#### Exercise data ####

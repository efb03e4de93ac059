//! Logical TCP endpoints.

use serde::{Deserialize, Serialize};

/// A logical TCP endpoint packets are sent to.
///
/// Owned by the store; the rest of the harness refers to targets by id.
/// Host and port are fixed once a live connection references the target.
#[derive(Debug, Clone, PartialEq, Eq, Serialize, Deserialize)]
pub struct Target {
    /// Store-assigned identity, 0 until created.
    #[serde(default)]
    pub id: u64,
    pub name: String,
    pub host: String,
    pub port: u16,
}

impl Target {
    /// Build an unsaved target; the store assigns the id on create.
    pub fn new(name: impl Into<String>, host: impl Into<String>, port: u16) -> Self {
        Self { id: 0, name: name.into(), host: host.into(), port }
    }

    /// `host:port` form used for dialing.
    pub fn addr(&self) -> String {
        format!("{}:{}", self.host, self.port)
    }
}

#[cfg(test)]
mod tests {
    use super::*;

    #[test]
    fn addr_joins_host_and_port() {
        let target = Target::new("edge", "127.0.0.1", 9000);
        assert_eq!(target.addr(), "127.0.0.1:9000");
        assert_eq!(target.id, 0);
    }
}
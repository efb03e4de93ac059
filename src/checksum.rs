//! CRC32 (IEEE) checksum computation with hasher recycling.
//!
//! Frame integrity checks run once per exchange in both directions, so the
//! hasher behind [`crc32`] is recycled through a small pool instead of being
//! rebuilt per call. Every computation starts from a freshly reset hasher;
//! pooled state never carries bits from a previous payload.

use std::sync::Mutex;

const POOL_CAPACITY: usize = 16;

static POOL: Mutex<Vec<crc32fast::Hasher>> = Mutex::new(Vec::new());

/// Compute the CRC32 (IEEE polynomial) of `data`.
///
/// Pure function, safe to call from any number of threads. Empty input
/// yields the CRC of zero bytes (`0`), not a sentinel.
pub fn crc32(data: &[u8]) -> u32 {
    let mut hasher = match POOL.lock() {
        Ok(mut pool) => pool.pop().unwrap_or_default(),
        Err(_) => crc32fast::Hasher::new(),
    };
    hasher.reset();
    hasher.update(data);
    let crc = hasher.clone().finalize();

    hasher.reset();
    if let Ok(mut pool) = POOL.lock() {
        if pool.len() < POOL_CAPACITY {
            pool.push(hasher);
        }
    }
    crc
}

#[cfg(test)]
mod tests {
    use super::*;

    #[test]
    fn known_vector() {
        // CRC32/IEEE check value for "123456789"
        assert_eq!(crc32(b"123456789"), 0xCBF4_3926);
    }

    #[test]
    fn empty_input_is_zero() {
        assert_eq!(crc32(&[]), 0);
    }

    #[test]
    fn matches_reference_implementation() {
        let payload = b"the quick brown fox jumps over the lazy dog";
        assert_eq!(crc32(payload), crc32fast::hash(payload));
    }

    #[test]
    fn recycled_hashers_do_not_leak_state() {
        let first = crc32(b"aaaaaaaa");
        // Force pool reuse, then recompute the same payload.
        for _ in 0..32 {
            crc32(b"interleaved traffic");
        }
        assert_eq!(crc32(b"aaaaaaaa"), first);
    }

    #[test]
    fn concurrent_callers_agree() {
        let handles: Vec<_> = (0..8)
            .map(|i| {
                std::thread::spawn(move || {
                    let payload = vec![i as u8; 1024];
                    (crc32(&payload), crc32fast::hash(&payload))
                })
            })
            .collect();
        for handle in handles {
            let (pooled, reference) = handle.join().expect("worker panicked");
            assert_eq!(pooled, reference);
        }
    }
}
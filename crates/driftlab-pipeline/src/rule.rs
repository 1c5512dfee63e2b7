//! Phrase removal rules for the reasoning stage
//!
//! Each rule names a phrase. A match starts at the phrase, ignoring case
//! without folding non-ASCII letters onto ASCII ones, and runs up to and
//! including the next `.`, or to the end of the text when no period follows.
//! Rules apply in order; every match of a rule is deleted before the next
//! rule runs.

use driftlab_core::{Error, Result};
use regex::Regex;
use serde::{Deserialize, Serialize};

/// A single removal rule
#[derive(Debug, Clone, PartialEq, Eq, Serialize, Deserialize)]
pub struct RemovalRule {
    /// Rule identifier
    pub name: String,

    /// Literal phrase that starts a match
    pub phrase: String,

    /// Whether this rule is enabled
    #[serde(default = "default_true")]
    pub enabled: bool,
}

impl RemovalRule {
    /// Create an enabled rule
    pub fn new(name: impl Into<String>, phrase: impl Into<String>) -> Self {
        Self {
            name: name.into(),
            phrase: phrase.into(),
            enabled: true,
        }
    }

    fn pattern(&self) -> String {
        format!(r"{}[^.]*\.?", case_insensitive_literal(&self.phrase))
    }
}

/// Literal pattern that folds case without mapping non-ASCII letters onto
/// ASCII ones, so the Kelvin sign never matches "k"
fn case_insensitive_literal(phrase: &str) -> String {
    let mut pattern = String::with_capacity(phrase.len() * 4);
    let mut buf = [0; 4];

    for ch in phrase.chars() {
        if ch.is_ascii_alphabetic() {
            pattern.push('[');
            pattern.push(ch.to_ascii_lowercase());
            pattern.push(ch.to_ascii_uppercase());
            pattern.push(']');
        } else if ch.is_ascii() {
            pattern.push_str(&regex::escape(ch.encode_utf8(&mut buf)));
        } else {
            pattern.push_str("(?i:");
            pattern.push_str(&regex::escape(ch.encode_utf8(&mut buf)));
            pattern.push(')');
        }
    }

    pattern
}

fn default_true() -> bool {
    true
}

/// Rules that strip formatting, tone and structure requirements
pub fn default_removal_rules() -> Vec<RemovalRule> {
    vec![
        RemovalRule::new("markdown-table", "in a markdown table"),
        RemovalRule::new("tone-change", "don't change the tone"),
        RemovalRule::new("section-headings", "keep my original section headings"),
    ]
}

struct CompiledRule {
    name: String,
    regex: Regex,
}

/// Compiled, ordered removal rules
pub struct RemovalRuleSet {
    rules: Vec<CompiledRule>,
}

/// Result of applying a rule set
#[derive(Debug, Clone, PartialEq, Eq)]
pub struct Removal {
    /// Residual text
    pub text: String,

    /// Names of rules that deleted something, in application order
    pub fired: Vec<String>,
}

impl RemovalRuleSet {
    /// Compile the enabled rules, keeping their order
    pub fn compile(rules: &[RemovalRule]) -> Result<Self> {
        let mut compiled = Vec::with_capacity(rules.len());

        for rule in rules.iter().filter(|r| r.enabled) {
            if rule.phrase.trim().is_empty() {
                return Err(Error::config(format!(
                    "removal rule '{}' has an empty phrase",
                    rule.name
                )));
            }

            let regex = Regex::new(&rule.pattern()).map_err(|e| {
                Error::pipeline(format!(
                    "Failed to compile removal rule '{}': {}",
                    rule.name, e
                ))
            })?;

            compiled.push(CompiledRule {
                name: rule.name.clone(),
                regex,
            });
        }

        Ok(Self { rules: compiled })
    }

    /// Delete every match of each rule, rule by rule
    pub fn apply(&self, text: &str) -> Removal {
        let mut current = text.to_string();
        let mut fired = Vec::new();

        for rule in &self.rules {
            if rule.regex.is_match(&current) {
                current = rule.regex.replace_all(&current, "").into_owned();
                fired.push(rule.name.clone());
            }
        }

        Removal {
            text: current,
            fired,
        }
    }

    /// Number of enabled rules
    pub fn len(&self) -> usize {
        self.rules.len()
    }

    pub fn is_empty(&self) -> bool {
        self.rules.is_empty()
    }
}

####

What you should do » Write all of the records out again exactly.

Solved problem »
repository efb03e4de93ac059
//! Logical TCP endpoints.

use serde::{Deserialize, Serialize};

/// A logical TCP endpoint packets are sent to.
///
/// Owned by the store; the rest of the harness refers to targets by id.
/// Host and port are fixed once a live connection references the target.
#[derive(Debug, Clone, PartialEq, Eq, Serialize, Deserialize)]
pub struct Target {
    /// Store-assigned identity, 0 until created.
    #[serde(default)]
    pub id: u64,
    pub name: String,
    pub host: String,
    pub port: u16,
}

impl Target {
    /// Build an unsaved target; the store assigns the id on create.
    pub fn new(name: impl Into<String>, host: impl Into<String>, port: u16) -> Self {
        Self { id: 0, name: name.into(), host: host.into(), port }
    }

    /// `host:port` form used for dialing.
    pub fn addr(&self) -> String {
        format!("{}:{}", self.host, self.port)
    }
}

#[cfg(test)]
mod tests {
    use super::*;

    #[test]
    fn addr_joins_host_and_port() {
        let target = Target::new("edge", "127.0.0.1", 9000);
        assert_eq!(target.addr(), "127.0.0.1:9000");
        assert_eq!(target.id, 0);
    }
}
repository efb03e4de93ac059
filename src/checksum.rs
//! CRC32 (IEEE) checksum computation with hasher recycling.
//!
//! Frame integrity checks run once per exchange in both directions, so the
//! hasher behind [`crc32`] is recycled through a small pool instead of being
//! rebuilt per call. Every computation starts from a freshly reset hasher;
//! pooled state never carries bits from a previous payload.

use std::sync::Mutex;

const POOL_CAPACITY: usize = 16;

static POOL: Mutex<Vec<crc32fast::Hasher>> = Mutex::new(Vec::new());

/// Compute the CRC32 (IEEE polynomial) of `data`.
///
/// Pure function, safe to call from any number of threads. Empty input
/// yields the CRC of zero bytes (`0`), not a sentinel.
pub fn crc32(data: &[u8]) -> u32 {
    let mut hasher = match POOL.lock() {
        Ok(mut pool) => pool.pop().unwrap_or_default(),
        Err(_) => crc32fast::Hasher::new(),
    };
    hasher.reset();
    hasher.update(data);
    let crc = hasher.clone().finalize();

    hasher.reset();
    if let Ok(mut pool) = POOL.lock() {
        if pool.len() < POOL_CAPACITY {
            pool.push(hasher);
        }
    }
    crc
}

#[cfg(test)]
mod tests {
    use super::*;

    #[test]
    fn known_vector() {
        // CRC32/IEEE check value for "123456789"
        assert_eq!(crc32(b"123456789"), 0xCBF4_3926);
    }

    #[test]
    fn empty_input_is_zero() {
        assert_eq!(crc32(&[]), 0);
    }

    #[test]
    fn matches_reference_implementation() {
        let payload = b"the quick brown fox jumps over the lazy dog";
        assert_eq!(crc32(payload), crc32fast::hash(payload));
    }

    #[test]
    fn recycled_hashers_do_not_leak_state() {
        let first = crc32(b"aaaaaaaa");
        // Force pool reuse, then recompute the same payload.
        for _ in 0..32 {
            crc32(b"interleaved traffic");
        }
        assert_eq!(crc32(b"aaaaaaaa"), first);
    }

    #[test]
    fn concurrent_callers_agree() {
        let handles: Vec<_> = (0..8)
            .map(|i| {
                std::thread::spawn(move || {
                    let payload = vec![i as u8; 1024];
                    (crc32(&payload), crc32fast::hash(&payload))
                })
            })
            .collect();
        for handle in handles {
            let (pooled, reference) = handle.join().expect("worker panicked");
            assert_eq!(pooled, reference);
        }
    }
}
filename crates/driftlab-pipeline/src/rule.rs
repository 1c5512dfee63e2b7
//! Phrase removal rules for the reasoning stage
//!
//! Each rule names a phrase. A match starts at the phrase, ignoring case
//! without folding non-ASCII letters onto ASCII ones, and runs up to and
//! including the next `.`, or to the end of the text when no period follows.
//! Rules apply in order; every match of a rule is deleted before the next
//! rule runs.

use driftlab_core::{Error, Result};
use regex::Regex;
use serde::{Deserialize, Serialize};

/// A single removal rule
#[derive(Debug, Clone, PartialEq, Eq, Serialize, Deserialize)]
pub struct RemovalRule {
    /// Rule identifier
    pub name: String,

    /// Literal phrase that starts a match
    pub phrase: String,

    /// Whether this rule is enabled
    #[serde(default = "default_true")]
    pub enabled: bool,
}

impl RemovalRule {
    /// Create an enabled rule
    pub fn new(name: impl Into<String>, phrase: impl Into<String>) -> Self {
        Self {
            name: name.into(),
            phrase: phrase.into(),
            enabled: true,
        }
    }

    fn pattern(&self) -> String {
        format!(r"{}[^.]*\.?", case_insensitive_literal(&self.phrase))
    }
}

/// Literal pattern that folds case without mapping non-ASCII letters onto
/// ASCII ones, so the Kelvin sign never matches "k"
fn case_insensitive_literal(phrase: &str) -> String {
    let mut pattern = String::with_capacity(phrase.len() * 4);
    let mut buf = [0; 4];

    for ch in phrase.chars() {
        if ch.is_ascii_alphabetic() {
            pattern.push('[');
            pattern.push(ch.to_ascii_lowercase());
            pattern.push(ch.to_ascii_uppercase());
            pattern.push(']');
        } else if ch.is_ascii() {
            pattern.push_str(&regex::escape(ch.encode_utf8(&mut buf)));
        } else {
            pattern.push_str("(?i:");
            pattern.push_str(&regex::escape(ch.encode_utf8(&mut buf)));
            pattern.push(')');
        }
    }

    pattern
}

fn default_true() -> bool {
    true
}

/// Rules that strip formatting, tone and structure requirements
pub fn default_removal_rules() -> Vec<RemovalRule> {
    vec![
        RemovalRule::new("markdown-table", "in a markdown table"),
        RemovalRule::new("tone-change", "don't change the tone"),
        RemovalRule::new("section-headings", "keep my original section headings"),
    ]
}

struct CompiledRule {
    name: String,
    regex: Regex,
}

/// Compiled, ordered removal rules
pub struct RemovalRuleSet {
    rules: Vec<CompiledRule>,
}

/// Result of applying a rule set
#[derive(Debug, Clone, PartialEq, Eq)]
pub struct Removal {
    /// Residual text
    pub text: String,

    /// Names of rules that deleted something, in application order
    pub fired: Vec<String>,
}

impl RemovalRuleSet {
    /// Compile the enabled rules, keeping their order
    pub fn compile(rules: &[RemovalRule]) -> Result<Self> {
        let mut compiled = Vec::with_capacity(rules.len());

        for rule in rules.iter().filter(|r| r.enabled) {
            if rule.phrase.trim().is_empty() {
                return Err(Error::config(format!(
                    "removal rule '{}' has an empty phrase",
                    rule.name
                )));
            }

            let regex = Regex::new(&rule.pattern()).map_err(|e| {
                Error::pipeline(format!(
                    "Failed to compile removal rule '{}': {}",
                    rule.name, e
                ))
            })?;

            compiled.push(CompiledRule {
                name: rule.name.clone(),
                regex,
            });
        }

        Ok(Self { rules: compiled })
    }

    /// Delete every match of each rule, rule by rule
    pub fn apply(&self, text: &str) -> Removal {
        let mut current = text.to_string();
        let mut fired = Vec::new();

        for rule in &self.rules {
            if rule.regex.is_match(&current) {
                current = rule.regex.replace_all(&current, "").into_owned();
                fired.push(rule.name.clone());
            }
        }

        Removal {
            text: current,
            fired,
        }
    }

    /// Number of enabled rules
    pub fn len(&self) -> usize {
        self.rules.len()
    }

    pub fn is_empty(&self) -> bool {
        self.rules.is_empty()
    }
}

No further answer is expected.